Prior to this, Andy worked as a Senior Pharmaceutics Scientist for GlaxoSmithKline in Canada. During his 18 years with the company he led many projects developing new chemical entities in varying dosage forms. His specialty is solid oral dosage forms. He and his team successfully formulated immediate release tablets as well as many controlled release versions of GSK new chemical entities. He has experience with conventional matrix approaches as well as proprietary technologies such as Procise® and DiffCORE®. He has been responsible for overseeing the manufacture of clinical supplies of NCEs both in Canada and at other GSK sites in Europe and the US.
Andy also has a solid understanding of material properties required of excipients and actives for successful formulation and for robust processes. He is well versed on particle sizing and powder flow. He holds a US patent on a novel approach for the assessment of the flow of pharmaceutical powders.
Prior to leaving GSK he was heavily involved in a company-wide effort to strengthen its processes by Design for Manufacture through the use of PAT and experimental design for which he was the lead user in Mississauga.
Prior to GlaxoSmithKline Andy worked as a scientist for Unilever developing products in the health, beauty and detergent industries. He graduated from the University of Toronto with a B.Sc. major in Chemistry.
Andy lives in Mississauga with his wife and 2 children.
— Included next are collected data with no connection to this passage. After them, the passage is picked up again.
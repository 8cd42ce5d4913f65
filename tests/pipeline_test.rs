mod common;

use std::time::Duration;

use serde_json::json;

use common::{
    api_module, browser_module, module_source, Call, CallLog, FakeFetcher, FakeRenderer,
    PageOutcome,
};
use module_harness::error::{ExtractionError, ModuleError, RequestSpecError};
use module_harness::infrastructure::Sandbox;
use module_harness::services::{
    AcquisitionMode, ContentAcquirer, LogicInjector, RequestEvaluator,
};
use module_harness::{
    AppError, AppResult, ModuleRun, ModuleSource, PaginationDriver, PaginationPolicy,
    PipelineEvent, RecordingSink, Seed, Stage, StopReason,
};

struct Harness {
    log: CallLog,
    fetcher: FakeFetcher,
    renderer: FakeRenderer,
    evaluator: RequestEvaluator,
    injector: LogicInjector,
    sink: RecordingSink,
}

impl Harness {
    fn new(build: impl FnOnce(&CallLog, FakeFetcher, FakeRenderer) -> (FakeFetcher, FakeRenderer)) -> Self {
        let log = CallLog::default();
        let (fetcher, renderer) = build(&log, FakeFetcher::new(&log), FakeRenderer::new(&log));
        Self {
            log,
            fetcher,
            renderer,
            evaluator: RequestEvaluator::new(Sandbox::default()),
            injector: LogicInjector::new(Duration::from_secs(5)),
            sink: RecordingSink::new(),
        }
    }

    async fn run(&self, module: &ModuleSource, seed: Seed, policy: PaginationPolicy) -> AppResult<ModuleRun> {
        let driver = PaginationDriver::new(
            &self.evaluator,
            ContentAcquirer::new(&self.fetcher, &self.renderer),
            &self.injector,
            &self.sink,
        );
        driver.run(module, &seed, policy).await
    }
}

fn url(seed: &str) -> Seed {
    Seed::Url(seed.to_string())
}

#[tokio::test]
async fn test_browser_pagination_follows_next_url_until_empty() {
    let h = Harness::new(|_, f, r| {
        (
            f,
            r.page("https://site.test/a", json!([1]), Some("https://site.test/b"))
                .page("https://site.test/b", json!([2]), Some("https://site.test/c"))
                .page("https://site.test/c", json!([3]), None),
        )
    });
    let module = ModuleSource::new("list.js", browser_module("https://site.test/<query>"));

    let run = h
        .run(&module, url("https://site.test/a"), PaginationPolicy::follow(25))
        .await
        .unwrap();

    assert_eq!(run.results.len(), 3);
    assert_eq!(run.stop, StopReason::Exhausted);
    assert_eq!(run.results[2].payload["payload"], json!([3]));
    assert!(run.last_next_url().is_none());
    assert_eq!(
        h.log.navigations(),
        vec!["https://site.test/a", "https://site.test/b", "https://site.test/c"]
    );
    assert!(h.log.fetches().is_empty(), "浏览器模式不应直接请求");
    assert_eq!(h.log.closes(), 3, "每个周期的页面都应关闭");
}

#[tokio::test]
async fn test_empty_next_url_stops_after_one_cycle() {
    let h = Harness::new(|_, f, r| (f, r.page("https://site.test/only", json!({"k": "v"}), None)));
    let module = ModuleSource::new("one.js", browser_module("https://site.test/<query>"));

    let run = h
        .run(&module, url("https://site.test/only"), PaginationPolicy::follow(25))
        .await
        .unwrap();

    assert_eq!(run.results.len(), 1);
    assert_eq!(run.results[0].payload["payload"], json!({"k": "v"}));
    assert_eq!(h.log.navigations().len(), 1);
}

#[tokio::test]
async fn test_query_spaces_use_default_separator() {
    let h = Harness::new(|_, f, r| {
        (f, r.page("https://site.test/search?q=foo%20bar", json!([]), None))
    });
    let module = ModuleSource::new(
        "code.js",
        browser_module("https://site.test/search?q=<query>"),
    );

    h.run(&module, Seed::Query("foo bar".into()), PaginationPolicy::follow(25))
        .await
        .unwrap();

    assert_eq!(h.log.navigations(), vec!["https://site.test/search?q=foo%20bar"]);
}

#[tokio::test]
async fn test_query_spaces_use_custom_separator() {
    let h = Harness::new(|_, f, r| {
        (f, r.page("https://site.test/search?q=foo+bar", json!([]), None))
    });
    let module = ModuleSource::new(
        "code.js",
        module_source(
            r#"{ request: { url: "https://site.test/search?q=<query>" }, separator: "+", usesApi: false }"#,
        ),
    );

    h.run(&module, Seed::Query("foo bar".into()), PaginationPolicy::follow(25))
        .await
        .unwrap();

    assert_eq!(h.log.navigations(), vec!["https://site.test/search?q=foo+bar"]);
}

#[tokio::test]
async fn test_api_mode_never_navigates() {
    let api_url = "https://api.test/items?page=1";
    let body = json!({ "payload": { "title": "b's \"c\"" }, "nextUrl": "" });
    let h = Harness::new(|_, f, r| (f.respond(api_url, body), r));
    let module = ModuleSource::new("api.js", api_module("https://api.test/items?page=<query>"));

    let run = h
        .run(&module, Seed::Query("1".into()), PaginationPolicy::follow(25))
        .await
        .unwrap();

    assert_eq!(h.log.fetches(), vec![api_url]);
    assert!(h.log.navigations().is_empty(), "API 模式不应导航");
    assert_eq!(h.log.html_loads(), 1);
    // 引号经过包装和还原后保持不变
    assert_eq!(run.results[0].payload["payload"], json!({ "title": "b's \"c\"" }));
}

#[tokio::test]
async fn test_api_mode_paginates() {
    let h = Harness::new(|_, f, r| {
        (
            f.respond(
                "https://api.test/p1",
                json!({ "payload": [1], "nextUrl": "https://api.test/p2" }),
            )
            .respond("https://api.test/p2", json!({ "payload": [2], "nextUrl": "" })),
            r,
        )
    });
    let module = ModuleSource::new("api.js", api_module("https://api.test/<query>"));

    let run = h
        .run(&module, url("https://api.test/p1"), PaginationPolicy::follow(25))
        .await
        .unwrap();

    assert_eq!(run.results.len(), 2);
    assert_eq!(h.log.fetches(), vec!["https://api.test/p1", "https://api.test/p2"]);
    assert!(h.log.navigations().is_empty());
}

#[tokio::test]
async fn test_imports_loaded_only_in_browser_mode() {
    let h = Harness::new(|_, f, r| {
        (
            f.respond("https://api.test/x", json!({ "payload": 1, "nextUrl": "" })),
            r.page("https://site.test/x", json!(1), None),
        )
    });
    let browser = ModuleSource::new(
        "b.js",
        module_source(
            r#"{ request: { url: "https://site.test/<query>" }, usesApi: false, imports: ["https://cdn.test/lib.js"] }"#,
        ),
    );
    let api = ModuleSource::new(
        "a.js",
        module_source(
            r#"{ request: { url: "https://api.test/<query>" }, usesApi: true, imports: ["https://cdn.test/lib.js"] }"#,
        ),
    );

    h.run(&browser, url("https://site.test/x"), PaginationPolicy::follow(1))
        .await
        .unwrap();
    h.run(&api, url("https://api.test/x"), PaginationPolicy::follow(1))
        .await
        .unwrap();

    let scripts: Vec<_> = h
        .log
        .calls()
        .into_iter()
        .filter(|c| matches!(c, Call::AddScript(_)))
        .collect();
    assert_eq!(scripts, vec![Call::AddScript("https://cdn.test/lib.js".into())]);
}

#[tokio::test]
async fn test_page_limit_stops_with_warning() {
    let h = Harness::new(|_, f, r| {
        (
            f,
            r.page("https://site.test/1", json!(1), Some("https://site.test/2"))
                .page("https://site.test/2", json!(2), Some("https://site.test/3"))
                .page("https://site.test/3", json!(3), None),
        )
    });
    let module = ModuleSource::new("long.js", browser_module("https://site.test/<query>"));

    let run = h
        .run(&module, url("https://site.test/1"), PaginationPolicy::follow(2))
        .await
        .unwrap();

    assert_eq!(run.results.len(), 2);
    assert_eq!(run.stop, StopReason::PageLimit);
    assert!(h.sink.events().iter().any(|e| matches!(
        e,
        PipelineEvent::PageLimitReached { limit: 2, pending_url, .. } if pending_url == "https://site.test/3"
    )));
}

#[tokio::test]
async fn test_repeated_next_url_stops_loop() {
    let h = Harness::new(|_, f, r| {
        (
            f,
            r.page("https://site.test/a", json!("a"), Some("https://site.test/b"))
                .page("https://site.test/b", json!("b"), Some("https://site.test/a")),
        )
    });
    let module = ModuleSource::new("loop.js", browser_module("https://site.test/<query>"));

    let run = h
        .run(&module, url("https://site.test/a"), PaginationPolicy::follow(25))
        .await
        .unwrap();

    assert_eq!(run.results.len(), 2);
    assert_eq!(run.stop, StopReason::Cycle);
    assert_eq!(h.log.navigations().len(), 2);
}

#[tokio::test]
async fn test_single_page_hands_next_url_back() {
    let h = Harness::new(|_, f, r| {
        (f, r.page("https://site.test/a", json!("a"), Some("https://site.test/b")))
    });
    let module = ModuleSource::new("one.js", browser_module("https://site.test/<query>"));

    let run = h
        .run(&module, url("https://site.test/a"), PaginationPolicy::single_page())
        .await
        .unwrap();

    assert_eq!(run.stop, StopReason::HandedOff);
    assert_eq!(run.last_next_url(), Some("https://site.test/b"));
    assert_eq!(h.log.navigations().len(), 1);
}

#[tokio::test]
async fn test_logic_error_fails_extract_stage_and_closes_page() {
    let h = Harness::new(|_, f, r| {
        (
            f,
            r.page_outcome(
                "https://site.test/a",
                PageOutcome::ScriptError("ReferenceError: x is not defined".into()),
            ),
        )
    });
    let module = ModuleSource::new("bad.js", browser_module("https://site.test/<query>"));

    let err = h
        .run(&module, url("https://site.test/a"), PaginationPolicy::follow(25))
        .await
        .unwrap_err();

    assert_eq!(err.stage(), Some(Stage::Extract));
    assert!(matches!(
        err.root(),
        AppError::ExtractionFailed(ExtractionError::ScriptError { .. })
    ));
    assert_eq!(h.log.closes(), 1);
}

#[tokio::test]
async fn test_empty_container_is_extraction_failure() {
    let h = Harness::new(|_, f, r| {
        (f, r.page_outcome("https://site.test/a", PageOutcome::Output(String::new())))
    });
    let module = ModuleSource::new("empty.js", browser_module("https://site.test/<query>"));

    let err = h
        .run(&module, url("https://site.test/a"), PaginationPolicy::follow(25))
        .await
        .unwrap_err();

    assert!(matches!(
        err.root(),
        AppError::ExtractionFailed(ExtractionError::EmptyContainer { .. })
    ));
}

#[tokio::test]
async fn test_navigation_failure_is_acquire_stage() {
    let h = Harness::new(|_, f, r| (f, r));
    let module = ModuleSource::new("gone.js", browser_module("https://site.test/<query>"));

    let err = h
        .run(&module, url("https://nowhere.test/"), PaginationPolicy::follow(25))
        .await
        .unwrap_err();

    assert_eq!(err.stage(), Some(Stage::Acquire));
    assert!(matches!(err.root(), AppError::AcquisitionFailed(_)));
}

#[tokio::test]
async fn test_api_bad_status_never_falls_back_to_browser() {
    let h = Harness::new(|_, f, r| (f, r.page("https://api.test/missing", json!(1), None)));
    let module = ModuleSource::new("api.js", api_module("https://api.test/<query>"));

    let err = h
        .run(&module, url("https://api.test/missing"), PaginationPolicy::follow(25))
        .await
        .unwrap_err();

    assert_eq!(err.stage(), Some(Stage::Acquire));
    assert!(h.log.navigations().is_empty());
    assert_eq!(h.log.pages_opened(), 0);
}

#[tokio::test]
async fn test_missing_marker_fails_before_any_acquisition() {
    let h = Harness::new(|_, f, r| (f, r));
    let module = ModuleSource::new(
        "nologic.js",
        "function requestData() { return '{}'; }\nfunction parse() {}\n",
    );

    let err = h
        .run(&module, url("https://site.test/a"), PaginationPolicy::follow(25))
        .await
        .unwrap_err();

    assert_eq!(err.stage(), Some(Stage::Split));
    assert!(matches!(
        err.root(),
        AppError::MalformedModule(ModuleError::MissingMarker { .. })
    ));
    assert!(h.log.calls().is_empty());
}

#[tokio::test]
async fn test_throwing_request_data_fails_evaluate_stage() {
    let h = Harness::new(|_, f, r| (f, r));
    let module = ModuleSource::new(
        "throws.js",
        "function requestData() { throw new Error('boom'); }\nfunction logic() {\n}\n",
    );

    let err = h
        .run(&module, url("https://site.test/a"), PaginationPolicy::follow(25))
        .await
        .unwrap_err();

    assert_eq!(err.stage(), Some(Stage::Evaluate));
    assert!(matches!(
        err.root(),
        AppError::InvalidRequestSpec(RequestSpecError::Threw { .. })
    ));
    assert!(h.log.calls().is_empty());
}

#[tokio::test]
async fn test_search_without_url_is_invalid_request_spec() {
    let h = Harness::new(|_, f, r| (f, r));
    let module = ModuleSource::new("code.js", module_source("{ usesApi: false }"));

    let err = h
        .run(&module, Seed::Query("q".into()), PaginationPolicy::follow(25))
        .await
        .unwrap_err();

    assert!(matches!(
        err.root(),
        AppError::InvalidRequestSpec(RequestSpecError::MissingUrl)
    ));
}

#[tokio::test]
async fn test_events_follow_pipeline_order() {
    let h = Harness::new(|_, f, r| (f, r.page("https://site.test/a", json!(1), None)));
    let module = ModuleSource::new("order.js", browser_module("https://site.test/<query>"));

    h.run(&module, url("https://site.test/a"), PaginationPolicy::follow(25))
        .await
        .unwrap();

    let kinds: Vec<&str> = h
        .sink
        .events()
        .iter()
        .map(|e| match e {
            PipelineEvent::ModuleStarted { .. } => "started",
            PipelineEvent::RequestEvaluated { .. } => "evaluated",
            PipelineEvent::Fetching { .. } => "fetching",
            PipelineEvent::ContentAcquired { .. } => "acquired",
            PipelineEvent::ResultExtracted { .. } => "extracted",
            PipelineEvent::ModuleFinished { .. } => "finished",
            _ => "other",
        })
        .collect();
    assert_eq!(
        kinds,
        vec!["started", "evaluated", "fetching", "acquired", "extracted", "finished"]
    );
}

#[tokio::test]
async fn test_acquired_event_describes_synthetic_document() {
    let api_url = "https://api.test/items?page=1";
    let h = Harness::new(|_, f, r| (f.respond(api_url, json!({ "payload": 1, "nextUrl": "" })), r));
    let module = ModuleSource::new("api.js", api_module("https://api.test/items?page=<query>"));

    h.run(&module, Seed::Query("1".into()), PaginationPolicy::follow(25))
        .await
        .unwrap();

    let acquired: Vec<_> = h
        .sink
        .events()
        .into_iter()
        .filter_map(|e| match e {
            PipelineEvent::ContentAcquired {
                cycle,
                mode,
                url,
                bytes,
                ..
            } => Some((cycle, mode, url, bytes)),
            _ => None,
        })
        .collect();

    assert_eq!(acquired.len(), 1);
    let (cycle, mode, url, bytes) = &acquired[0];
    assert_eq!(*cycle, 1);
    assert_eq!(*mode, AcquisitionMode::Api);
    assert_eq!(url, api_url);
    assert!(*bytes > 0);
}
use std::process::ExitCode;
use std::time::Duration;

use anyhow::{Context, Result};
use clap::Parser;
use tracing::{error, warn};

use module_harness::cli::Cli;
use module_harness::infrastructure::sandbox::{self, SANDBOX_SUBCOMMAND};
use module_harness::{logger, App, Config};

fn main() -> ExitCode {
    // 沙箱子进程
    if std::env::args_os().nth(1).is_some_and(|arg| arg == SANDBOX_SUBCOMMAND) {
        let limits: Vec<String> = std::env::args_os()
            .skip(2)
            .map(|arg| arg.to_string_lossy().into_owned())
            .collect();
        return sandbox::serve_child(&limits, std::io::stdin().lock(), std::io::stdout().lock());
    }

    let cli = Cli::parse();

    let runtime = match tokio::runtime::Builder::new_multi_thread()
        .enable_all()
        .build()
    {
        Ok(runtime) => runtime,
        Err(e) => {
            eprintln!("❌ 无法创建运行时: {}", e);
            return ExitCode::FAILURE;
        }
    };

    let outcome = runtime.block_on(run(cli));
    // 不等待仍在运行的阻塞任务
    runtime.shutdown_timeout(Duration::from_secs(1));

    match outcome {
        Ok(true) => ExitCode::SUCCESS,
        Ok(false) => ExitCode::FAILURE,
        Err(e) => {
            error!("❌ {:#}", e);
            ExitCode::FAILURE
        }
    }
}

async fn run(cli: Cli) -> Result<bool> {
    // 加载配置
    let config = match Config::load(&cli.dir, cli.config.as_deref()) {
        Ok(config) => cli.apply(config),
        Err(e) => {
            logger::init(cli.verbose);
            return Err(e).context("加载配置失败");
        }
    };

    // 初始化日志
    logger::init(config.verbose_logging);

    // 初始化应用
    let app = App::initialize(config, &cli.dir).await?;
    let request = cli.run_request();

    let outcome = tokio::select! {
        result = app.run(&request) => Some(result),
        _ = tokio::signal::ctrl_c() => None,
    };

    if let Err(e) = app.shutdown().await {
        warn!("⚠️ 关闭浏览器失败: {}", e);
    }

    match outcome {
        Some(result) => Ok(result?.is_success()),
        None => {
            warn!("⚠️ 收到中断信号，已取消运行");
            Ok(false)
        }
    }
}
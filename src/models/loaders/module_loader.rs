use std::path::{Path, PathBuf};

use tokio::fs;

use crate::error::{AppResult, ProjectError};
use crate::models::module_source::{ModuleKind, ModuleSource};

/// Search 模块的固定文件名
pub const SEARCH_MODULE_FILE: &str = "code.js";

/// 一个类别下的模块文件列表
///
/// 列表在创建时确定（按文件名排序），可以反复迭代；
/// 文件内容在迭代时才读取
#[derive(Debug, Clone)]
pub struct ModuleCatalog {
    kind: ModuleKind,
    paths: Vec<PathBuf>,
}

impl ModuleCatalog {
    /// 直接从路径列表创建
    pub fn from_paths(kind: ModuleKind, paths: Vec<PathBuf>) -> Self {
        Self { kind, paths }
    }

    /// 扫描项目目录下某个类别的模块
    pub async fn discover(project_dir: &Path, kind: ModuleKind) -> AppResult<Self> {
        let folder = project_dir.join(kind.dir_name());

        if kind == ModuleKind::Search {
            let file = folder.join(SEARCH_MODULE_FILE);
            if !fs::try_exists(&file).await.unwrap_or(false) {
                return Err(ProjectError::DirectoryNotFound {
                    path: file.display().to_string(),
                }
                .into());
            }
            return Ok(Self::from_paths(kind, vec![file]));
        }

        if !fs::try_exists(&folder).await.unwrap_or(false) {
            return Err(ProjectError::DirectoryNotFound {
                path: folder.display().to_string(),
            }
            .into());
        }

        let mut paths = Vec::new();
        let mut entries = fs::read_dir(&folder)
            .await
            .map_err(|e| crate::AppError::file_read_failed(folder.display().to_string(), e))?;

        while let Some(entry) = entries
            .next_entry()
            .await
            .map_err(|e| crate::AppError::file_read_failed(folder.display().to_string(), e))?
        {
            let path = entry.path();
            if path.extension().and_then(|s| s.to_str()) == Some("js") {
                paths.push(path);
            }
        }

        paths.sort_by(|a, b| a.file_name().cmp(&b.file_name()));

        tracing::debug!("{} 中共有 {} 个 JS 模块", folder.display(), paths.len());

        Ok(Self::from_paths(kind, paths))
    }

    pub fn kind(&self) -> ModuleKind {
        self.kind
    }

    pub fn len(&self) -> usize {
        self.paths.len()
    }

    pub fn is_empty(&self) -> bool {
        self.paths.is_empty()
    }

    /// 按顺序迭代模块路径
    pub fn iter(&self) -> impl Iterator<Item = &Path> + '_ {
        self.paths.iter().map(PathBuf::as_path)
    }
}

/// 读取单个模块文件
pub async fn load_module(path: &Path) -> AppResult<ModuleSource> {
    let text = fs::read_to_string(path)
        .await
        .map_err(|e| crate::AppError::file_read_failed(path.display().to_string(), e))?;
    Ok(ModuleSource::from_file(path, text))
}
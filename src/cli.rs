use std::path::PathBuf;

use clap::{ArgGroup, Parser};

use crate::config::{BatchSeedMode, Config};
use crate::models::ModuleKind;
use crate::orchestrator::{RunMode, RunRequest};

/// 模块测试工具
#[derive(Debug, Parser)]
#[command(
    name = "module-harness",
    about = "在无头浏览器中运行并检查模块脚本",
    version
)]
#[command(group(ArgGroup::new("mode").required(true).args(["test", "build"])))]
pub struct Cli {
    /// 获取内容并提取结果
    #[arg(short, long)]
    pub test: bool,

    /// 离线检查模块（不访问网络）
    #[arg(short, long)]
    pub build: bool,

    /// 模块类别：search | info | media
    #[arg(default_value = "search")]
    pub kind: ModuleKind,

    /// 查询词（search）或种子 URL（info / media）
    pub target: Option<String>,

    /// 项目目录
    #[arg(long, default_value = ".")]
    pub dir: PathBuf,

    /// 配置文件（默认使用项目目录下的 harness.toml）
    #[arg(long)]
    pub config: Option<PathBuf>,

    /// 单个模块最多获取的页数
    #[arg(long)]
    pub max_pages: Option<usize>,

    /// 批量模式下用上一个模块的 nextUrl 作为下一个模块的起始 URL
    #[arg(long)]
    pub chained: bool,

    /// 显示详细日志
    #[arg(short, long)]
    pub verbose: bool,
}

impl Cli {
    pub fn mode(&self) -> RunMode {
        if self.build {
            RunMode::Build
        } else {
            RunMode::Test
        }
    }

    /// 命令行参数覆盖配置
    pub fn apply(&self, mut config: Config) -> Config {
        if let Some(max_pages) = self.max_pages {
            config.max_pages = max_pages;
        }
        if self.chained {
            config.batch_seed_mode = BatchSeedMode::Chained;
        }
        if self.verbose {
            config.verbose_logging = true;
        }
        config
    }

    pub fn run_request(&self) -> RunRequest {
        RunRequest {
            kind: self.kind,
            mode: self.mode(),
            target: self.target.clone(),
        }
    }
}
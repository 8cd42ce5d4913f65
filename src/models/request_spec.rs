//! 请求描述（requestData() 的返回值）

use serde::Deserialize;

use crate::error::{AppResult, RequestSpecError};

/// 查询词占位符
pub const QUERY_PLACEHOLDER: &str = "<query>";

/// 默认的空格替换符
pub const DEFAULT_SEPARATOR: &str = "%20";

/// 请求目标
#[derive(Debug, Clone, PartialEq, Eq, Deserialize)]
pub struct RequestTarget {
    /// 带 `<query>` 占位符的 URL 模板
    pub url: Option<String>,
}

/// 请求描述
///
/// 每次模块运行只产生一次，创建后不可变
#[derive(Debug, Clone, PartialEq, Eq, Deserialize)]
#[serde(rename_all = "camelCase")]
pub struct RequestSpec {
    #[serde(default)]
    request: Option<RequestTarget>,
    #[serde(default)]
    separator: Option<String>,
    #[serde(default)]
    uses_api: Option<bool>,
    #[serde(default)]
    imports: Option<Vec<String>>,
}

impl RequestSpec {
    /// 从 JSON 文本解析
    pub fn from_json(text: &str) -> AppResult<Self> {
        let spec = serde_json::from_str(text).map_err(|source| RequestSpecError::NotJson { source })?;
        Ok(spec)
    }

    /// URL 模板
    pub fn request_url(&self) -> Option<&str> {
        self.request.as_ref().and_then(|r| r.url.as_deref())
    }

    /// 是否走 API 模式
    pub fn uses_api(&self) -> bool {
        self.uses_api.unwrap_or(false)
    }

    /// 空格替换符，默认 `%20`
    pub fn separator(&self) -> &str {
        self.separator.as_deref().unwrap_or(DEFAULT_SEPARATOR)
    }

    /// 需要额外加载的外部脚本
    pub fn imports(&self) -> &[String] {
        self.imports.as_deref().unwrap_or(&[])
    }

    /// 用查询词填充 URL 模板，并把空格替换为分隔符
    pub fn resolve(&self, query: &str) -> AppResult<String> {
        let template = self.request_url().ok_or(RequestSpecError::MissingUrl)?;
        Ok(template
            .replace(QUERY_PLACEHOLDER, query)
            .replace(' ', self.separator()))
    }
}
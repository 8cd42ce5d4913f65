pub mod pagination;

pub use pagination::{
    ModuleRun, PaginationDriver, PaginationPolicy, PreparedModule, Seed, StopReason,
};
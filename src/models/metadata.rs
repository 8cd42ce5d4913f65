use serde::Deserialize;
use serde_json::Value;

/// 项目描述文件 `metadata.json`
///
/// 只用于显示，所有字段都可以缺失或是任意 JSON 类型
#[derive(Debug, Clone, Default, Deserialize)]
#[serde(default, rename_all = "camelCase")]
pub struct ProjectMetadata {
    pub name: Value,
    pub general: Value,
    pub version: Value,
    pub format_version: Value,
}

impl ProjectMetadata {
    pub fn name(&self) -> String {
        display(&self.name)
    }

    /// `general.author`
    pub fn author(&self) -> String {
        display(self.general.get("author").unwrap_or(&Value::Null))
    }

    pub fn version(&self) -> String {
        display(&self.version)
    }
}

fn display(value: &Value) -> String {
    match value {
        Value::Null => "-".to_string(),
        Value::String(s) => s.clone(),
        other => other.to_string(),
    }
}
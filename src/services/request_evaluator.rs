//! 请求片段求值 - 业务能力层
//!
//! 在沙箱中执行请求片段，调用 requestData()，把返回的 JSON 解析为 RequestSpec。
//! 同时负责模块入口检查：完整源码里 requestData 和 logic 都必须是函数。

use crate::error::{AppResult, ModuleError, RequestSpecError};
use crate::infrastructure::sandbox::{RequestDataCall, SandboxFailure};
use crate::infrastructure::{ConsoleLine, Sandbox};
use crate::models::RequestSpec;

/// 求值结果
#[derive(Debug, Clone)]
pub struct EvaluatedRequest {
    pub spec: RequestSpec,
    /// 求值过程中的 console 输出
    pub console: Vec<ConsoleLine>,
}

/// 请求片段求值器
#[derive(Debug, Clone)]
pub struct RequestEvaluator {
    sandbox: Sandbox,
}

impl RequestEvaluator {
    pub fn new(sandbox: Sandbox) -> Self {
        Self { sandbox }
    }

    /// 执行请求片段并解析 requestData() 的返回值
    pub async fn evaluate(&self, request_fragment: &str) -> AppResult<EvaluatedRequest> {
        let call = self
            .sandbox
            .call_request_data(request_fragment)
            .await
            .map_err(request_error)?;

        match call {
            RequestDataCall::Missing { .. } => Err(RequestSpecError::MissingEntryPoint.into()),
            RequestDataCall::Returned { value, console } => {
                let spec = RequestSpec::from_json(value.as_deref().unwrap_or_default())?;
                Ok(EvaluatedRequest { spec, console })
            }
        }
    }

    /// 检查完整模块是否定义了 requestData 和 logic 两个函数
    pub async fn inspect(&self, source: &str) -> AppResult<Vec<ConsoleLine>> {
        let entry = self
            .sandbox
            .entry_points(source)
            .await
            .map_err(|failure| ModuleError::EvaluationFailed {
                message: describe(failure),
            })?;

        if !entry.request_data {
            return Err(ModuleError::MissingEntryPoint {
                name: "requestData",
            }
            .into());
        }
        if !entry.logic {
            return Err(ModuleError::MissingEntryPoint { name: "logic" }.into());
        }

        Ok(entry.console)
    }
}

fn request_error(failure: SandboxFailure) -> RequestSpecError {
    match failure {
        SandboxFailure::Threw(message) => RequestSpecError::Threw { message },
        SandboxFailure::Timeout(secs) => RequestSpecError::Timeout { secs },
        SandboxFailure::Internal(message) => RequestSpecError::Sandbox { message },
    }
}

fn describe(failure: SandboxFailure) -> String {
    match failure {
        SandboxFailure::Threw(message) | SandboxFailure::Internal(message) => message,
        SandboxFailure::Timeout(secs) => format!("执行超时 ({} 秒)", secs),
    }
}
Auditing of contractors, vendors, and suppliers in the Pharmaceutical industry is not only a regulatory requirement but also a critical Quality practice. Companies are outsourcing more and more of their capabilities to outside experts but the importance of establishing the GMP compliance and Quality systems status of these parties has been undervalued. Many companies fail to appreciate that all their contractors, vendors and suppliers are an extension of their own company and must therefore be held to the same standard that’s expected of them. This is accomplished through effective auditing. Effective and consistent auditing assures a company’s network of external contractors and vendors is at the level of quality required. The result is not only compliance with regulations but also reduced rejects, less problems, and fewer complaints. In the end it helps assure only products of the highest quality are provided to the patient. These auditing principles are equally applicable to internal audits. This workshop will introduce students to:
- The basics of auditing
- Audit planning
- Conducting audits
- Effective auditing techniques
- Audit analysis tools
- Writing audit reports
- Audit follow-up and closure
- Examples and exercises will help to reinforce the workshop topics.
Registration Fee Includes
Presentation Materials, Luncheon, Refreshment and Free Parking
Note: Please indicate any special Dietary requirements when registering for the course
Certificate of Attendance and Course Material
- All participants will receive a certificate of attendance upon completion of the course.
- The participants will be receiving specially prepared course manual.